Materials provided:
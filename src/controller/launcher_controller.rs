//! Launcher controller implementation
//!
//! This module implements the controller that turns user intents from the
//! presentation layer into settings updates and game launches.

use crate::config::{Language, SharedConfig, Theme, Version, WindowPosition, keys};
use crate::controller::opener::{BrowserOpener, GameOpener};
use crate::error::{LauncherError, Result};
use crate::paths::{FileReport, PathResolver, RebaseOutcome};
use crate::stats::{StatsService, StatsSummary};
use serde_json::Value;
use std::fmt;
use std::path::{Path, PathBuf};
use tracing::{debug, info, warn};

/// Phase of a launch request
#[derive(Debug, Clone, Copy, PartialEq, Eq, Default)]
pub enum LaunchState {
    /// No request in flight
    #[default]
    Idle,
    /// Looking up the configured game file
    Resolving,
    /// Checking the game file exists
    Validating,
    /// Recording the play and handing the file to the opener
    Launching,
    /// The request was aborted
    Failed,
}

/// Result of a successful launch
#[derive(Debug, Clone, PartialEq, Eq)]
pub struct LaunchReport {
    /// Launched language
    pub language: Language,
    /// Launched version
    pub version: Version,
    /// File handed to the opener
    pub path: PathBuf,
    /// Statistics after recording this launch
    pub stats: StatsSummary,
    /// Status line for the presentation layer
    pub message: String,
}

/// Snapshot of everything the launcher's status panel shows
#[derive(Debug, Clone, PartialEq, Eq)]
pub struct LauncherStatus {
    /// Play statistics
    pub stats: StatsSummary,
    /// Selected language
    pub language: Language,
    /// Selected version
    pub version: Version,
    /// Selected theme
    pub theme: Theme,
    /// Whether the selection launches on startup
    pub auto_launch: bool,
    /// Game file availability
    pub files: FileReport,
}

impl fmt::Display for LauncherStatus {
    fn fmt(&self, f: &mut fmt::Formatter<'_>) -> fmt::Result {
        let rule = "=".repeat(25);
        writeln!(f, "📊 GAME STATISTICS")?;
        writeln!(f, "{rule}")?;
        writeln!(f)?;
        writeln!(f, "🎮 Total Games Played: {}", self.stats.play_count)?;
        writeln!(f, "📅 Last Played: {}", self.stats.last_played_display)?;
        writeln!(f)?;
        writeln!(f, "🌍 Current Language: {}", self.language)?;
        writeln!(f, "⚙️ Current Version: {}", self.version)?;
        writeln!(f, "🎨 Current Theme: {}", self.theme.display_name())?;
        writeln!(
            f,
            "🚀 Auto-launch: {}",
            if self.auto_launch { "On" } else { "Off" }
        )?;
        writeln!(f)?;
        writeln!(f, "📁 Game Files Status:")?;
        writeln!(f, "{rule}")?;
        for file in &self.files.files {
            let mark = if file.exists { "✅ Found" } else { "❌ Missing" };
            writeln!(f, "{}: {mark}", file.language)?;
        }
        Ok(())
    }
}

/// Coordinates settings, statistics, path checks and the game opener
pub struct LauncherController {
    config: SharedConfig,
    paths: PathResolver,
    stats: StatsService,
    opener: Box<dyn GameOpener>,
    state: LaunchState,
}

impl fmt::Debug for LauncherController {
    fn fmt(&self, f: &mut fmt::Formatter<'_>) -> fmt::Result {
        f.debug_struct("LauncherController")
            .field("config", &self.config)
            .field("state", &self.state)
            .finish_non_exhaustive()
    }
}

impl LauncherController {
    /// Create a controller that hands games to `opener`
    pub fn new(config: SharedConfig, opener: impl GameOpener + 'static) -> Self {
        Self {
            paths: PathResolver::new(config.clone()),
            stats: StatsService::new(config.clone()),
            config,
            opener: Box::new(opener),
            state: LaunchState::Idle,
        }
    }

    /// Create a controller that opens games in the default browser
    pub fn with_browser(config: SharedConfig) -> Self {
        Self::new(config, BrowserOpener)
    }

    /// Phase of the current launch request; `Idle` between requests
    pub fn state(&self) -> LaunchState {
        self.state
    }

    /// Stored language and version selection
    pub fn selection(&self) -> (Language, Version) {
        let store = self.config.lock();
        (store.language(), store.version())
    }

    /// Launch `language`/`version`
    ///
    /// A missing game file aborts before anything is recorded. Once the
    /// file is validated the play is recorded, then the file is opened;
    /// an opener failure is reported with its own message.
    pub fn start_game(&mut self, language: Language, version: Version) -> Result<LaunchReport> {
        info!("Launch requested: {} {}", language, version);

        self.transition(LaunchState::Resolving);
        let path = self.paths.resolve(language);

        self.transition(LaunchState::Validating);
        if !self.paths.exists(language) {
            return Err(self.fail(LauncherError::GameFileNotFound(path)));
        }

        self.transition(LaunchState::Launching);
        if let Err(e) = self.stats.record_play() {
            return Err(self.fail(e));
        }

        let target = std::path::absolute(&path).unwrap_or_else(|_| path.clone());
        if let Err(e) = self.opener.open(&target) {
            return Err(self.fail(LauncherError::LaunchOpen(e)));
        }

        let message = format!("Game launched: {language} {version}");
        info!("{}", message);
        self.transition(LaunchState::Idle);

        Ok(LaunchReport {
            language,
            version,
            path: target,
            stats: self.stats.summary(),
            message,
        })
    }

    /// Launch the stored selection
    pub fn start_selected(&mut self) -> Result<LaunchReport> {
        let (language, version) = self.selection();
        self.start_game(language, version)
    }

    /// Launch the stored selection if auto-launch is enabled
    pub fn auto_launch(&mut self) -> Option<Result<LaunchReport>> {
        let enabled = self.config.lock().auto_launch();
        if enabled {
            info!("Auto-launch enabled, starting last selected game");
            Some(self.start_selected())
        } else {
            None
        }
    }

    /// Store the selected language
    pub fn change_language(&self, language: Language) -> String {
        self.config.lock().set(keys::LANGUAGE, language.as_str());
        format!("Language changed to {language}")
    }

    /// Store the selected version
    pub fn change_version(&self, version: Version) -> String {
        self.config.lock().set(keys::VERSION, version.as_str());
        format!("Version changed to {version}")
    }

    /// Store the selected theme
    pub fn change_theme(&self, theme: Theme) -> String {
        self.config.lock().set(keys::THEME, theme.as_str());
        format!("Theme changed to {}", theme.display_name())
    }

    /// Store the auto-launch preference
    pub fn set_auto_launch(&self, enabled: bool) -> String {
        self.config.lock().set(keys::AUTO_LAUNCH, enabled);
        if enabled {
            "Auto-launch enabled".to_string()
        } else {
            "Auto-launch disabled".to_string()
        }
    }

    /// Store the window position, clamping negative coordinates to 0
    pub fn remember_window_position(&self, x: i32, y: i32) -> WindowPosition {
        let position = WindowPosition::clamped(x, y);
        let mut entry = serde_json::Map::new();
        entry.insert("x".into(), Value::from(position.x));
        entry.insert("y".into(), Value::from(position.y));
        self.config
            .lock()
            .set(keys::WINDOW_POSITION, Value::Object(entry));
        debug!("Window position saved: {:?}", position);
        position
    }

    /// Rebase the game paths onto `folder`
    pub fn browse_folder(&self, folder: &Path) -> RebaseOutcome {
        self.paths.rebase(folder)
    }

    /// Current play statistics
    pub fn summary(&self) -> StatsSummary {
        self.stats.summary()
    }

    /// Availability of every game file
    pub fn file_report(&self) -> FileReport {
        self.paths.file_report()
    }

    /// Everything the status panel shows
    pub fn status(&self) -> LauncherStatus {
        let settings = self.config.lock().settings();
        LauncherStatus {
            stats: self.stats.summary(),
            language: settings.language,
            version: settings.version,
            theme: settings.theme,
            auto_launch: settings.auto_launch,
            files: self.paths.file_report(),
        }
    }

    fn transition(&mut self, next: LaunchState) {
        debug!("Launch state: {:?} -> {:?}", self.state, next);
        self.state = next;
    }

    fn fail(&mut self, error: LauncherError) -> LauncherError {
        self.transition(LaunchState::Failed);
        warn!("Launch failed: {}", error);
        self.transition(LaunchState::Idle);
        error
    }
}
==
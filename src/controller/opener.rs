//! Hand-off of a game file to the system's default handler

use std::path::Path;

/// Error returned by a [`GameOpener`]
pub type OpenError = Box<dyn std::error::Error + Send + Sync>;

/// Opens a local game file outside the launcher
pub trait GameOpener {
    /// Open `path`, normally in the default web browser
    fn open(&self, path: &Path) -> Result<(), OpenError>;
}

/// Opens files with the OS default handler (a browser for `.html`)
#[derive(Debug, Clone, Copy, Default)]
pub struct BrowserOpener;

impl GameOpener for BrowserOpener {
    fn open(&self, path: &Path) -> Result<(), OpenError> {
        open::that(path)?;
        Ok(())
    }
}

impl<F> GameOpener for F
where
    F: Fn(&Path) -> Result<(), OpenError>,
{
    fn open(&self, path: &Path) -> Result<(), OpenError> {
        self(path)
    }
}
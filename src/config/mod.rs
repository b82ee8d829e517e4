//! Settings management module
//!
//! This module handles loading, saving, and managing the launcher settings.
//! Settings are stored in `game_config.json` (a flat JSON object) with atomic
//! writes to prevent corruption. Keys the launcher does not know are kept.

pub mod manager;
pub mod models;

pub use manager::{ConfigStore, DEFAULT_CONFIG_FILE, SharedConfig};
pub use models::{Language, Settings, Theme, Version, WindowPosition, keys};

Brief: Repeat exactly the lines above from the one with "pub struct LauncherStatus" up to and including the one with "launches on startup". No other line belongs in the reply.

Solution below:
pub struct LauncherStatus {
    /// Play statistics
    pub stats: StatsSummary,
    /// Selected language
    pub language: Language,
    /// Selected version
    pub version: Version,
    /// Selected theme
    pub theme: Theme,
    /// Whether the selection launches on startup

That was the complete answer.